| TASK BRIEF |
Consider the records below. How many of their lines include the word "that"? State the number and nothing else.

| DATA TO EXAMINE |
Content starts

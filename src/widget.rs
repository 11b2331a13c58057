//! Widget runtime: runs reducer effects and feeds completions back.
//!
//! The [`Widget`] is owned by a single thread. Remote lookups run on named
//! background threads that report back through an mpsc channel as
//! [`Action`]s; the owner drains that channel with [`Widget::pump`] (or
//! blocks on it with [`Widget::settle`]). Scene teardown and presentation
//! touch the engine and therefore run synchronously on the owner thread.

use std::collections::VecDeque;
use std::sync::{mpsc, Arc};
use std::thread;
use std::time::{Duration, Instant};

use crate::engine::RenderEngine;
use crate::error::StructviewError;
use crate::options::Options;
use crate::service::Backend;
use crate::state::{Action, Effect, Props, ViewState};
use crate::view::ViewModel;
use crate::{detail, loader, resolver};

/// A mounted structure browser.
pub struct Widget<B, E> {
    state: ViewState,
    engine: E,
    backend: Arc<B>,
    options: Options,
    tx: mpsc::Sender<Action>,
    rx: mpsc::Receiver<Action>,
    in_flight: usize,
}

impl<B: Backend + 'static, E: RenderEngine> Widget<B, E> {
    /// Create an unmounted widget. The initial render mode comes from
    /// `options.viewer`.
    #[must_use]
    pub fn new(props: Props, backend: Arc<B>, engine: E, options: Options) -> Self {
        let (tx, rx) = mpsc::channel();
        Self {
            state: ViewState::new(props, options.viewer.render_mode),
            engine,
            backend,
            options,
            tx,
            rx,
            in_flight: 0,
        }
    }

    /// Attach the widget; starts resolution unless in testing mode.
    pub fn mount(&mut self) {
        self.dispatch(Action::Mount);
    }

    /// Reduce `action` and run every effect it produces, including
    /// synchronous follow-ups.
    pub fn dispatch(&mut self, action: Action) {
        let mut queue = VecDeque::from([action]);
        while let Some(action) = queue.pop_front() {
            let transition = self.state.reduce(action);
            self.state = transition.state;
            for effect in transition.effects {
                if let Some(next) = self.run(effect) {
                    queue.push_back(next);
                }
            }
        }
    }

    /// Apply every completion that has arrived. Returns how many were
    /// applied.
    pub fn pump(&mut self) -> usize {
        let mut applied = 0;
        while let Ok(action) = self.rx.try_recv() {
            self.in_flight = self.in_flight.saturating_sub(1);
            self.dispatch(action);
            applied += 1;
        }
        applied
    }

    /// Block until no request is in flight or `timeout` elapses. Returns
    /// `true` when the widget went idle.
    pub fn settle(&mut self, timeout: Duration) -> bool {
        let deadline = Instant::now() + timeout;
        while self.in_flight > 0 {
            let remaining = deadline.saturating_duration_since(Instant::now());
            match self.rx.recv_timeout(remaining) {
                Ok(action) => {
                    self.in_flight -= 1;
                    self.dispatch(action);
                }
                Err(_) => return false,
            }
        }
        true
    }

    /// Number of background requests not yet applied.
    #[must_use]
    pub fn in_flight(&self) -> usize {
        self.in_flight
    }

    /// Current view state.
    #[must_use]
    pub fn state(&self) -> &ViewState {
        &self.state
    }

    /// Engine owning the scene.
    #[must_use]
    pub fn engine(&self) -> &E {
        &self.engine
    }

    /// Widget options.
    #[must_use]
    pub fn options(&self) -> &Options {
        &self.options
    }

    /// View model of the current state, with the engine's scene drawn
    /// into the viewer pane.
    #[must_use]
    pub fn view(&self) -> ViewModel {
        let mut model = ViewModel::from_state(&self.state, &self.options.endpoints);
        if let Some(scene) = self.engine.scene() {
            model.attach_scene(scene);
        }
        model
    }

    fn run(&mut self, effect: Effect) -> Option<Action> {
        match effect {
            Effect::Resolve {
                gene_id,
                service_url,
            } => {
                let backend = Arc::clone(&self.backend);
                self.spawn("structview-resolve", move || {
                    match resolver::resolve(backend.as_ref(), &gene_id, &service_url) {
                        Ok(ids) => Action::ResolveSucceeded(ids),
                        Err(e) => {
                            log::error!("resolve failed for {gene_id}: {e}");
                            Action::ResolveFailed(e.user_message())
                        }
                    }
                })
                .err()
                .map(|e| Action::ResolveFailed(e.user_message()))
            }
            Effect::TeardownScene => {
                self.engine.teardown();
                None
            }
            Effect::LoadStructure { ticket, id, .. } => {
                let backend = Arc::clone(&self.backend);
                self.spawn("structview-load", move || Action::StructureDownloaded {
                    ticket,
                    result: loader::download(backend.as_ref(), &id)
                        .map_err(|e| e.to_string()),
                })
                .err()
                .map(|e| Action::StructureDownloaded {
                    ticket,
                    result: Err(e.to_string()),
                })
            }
            Effect::PresentStructure {
                ticket,
                id,
                mode,
                payload,
            } => {
                let result = loader::present(
                    &mut self.engine,
                    &id,
                    &payload,
                    mode,
                    &self.options.viewer,
                )
                .map_err(|e| e.to_string());
                Some(Action::LoadFinished { ticket, result })
            }
            Effect::FetchDetail { ticket, id } => {
                let backend = Arc::clone(&self.backend);
                self.spawn("structview-detail", move || Action::DetailFetched {
                    ticket,
                    result: detail::fetch_title(backend.as_ref(), &id)
                        .map_err(|e| e.to_string()),
                })
                .err()
                .map(|e| Action::DetailFetched {
                    ticket,
                    result: Err(e.to_string()),
                })
            }
        }
    }

    fn spawn(
        &mut self,
        name: &str,
        job: impl FnOnce() -> Action + Send + 'static,
    ) -> Result<(), StructviewError> {
        let tx = self.tx.clone();
        let _handle = thread::Builder::new()
            .name(name.to_owned())
            .spawn(move || {
                // The receiver is gone once the widget is dropped.
                let _ = tx.send(job());
            })
            .map_err(StructviewError::ThreadSpawn)?;
        self.in_flight += 1;
        Ok(())
    }
}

Content ends

| FINISHED EXERCISE |
3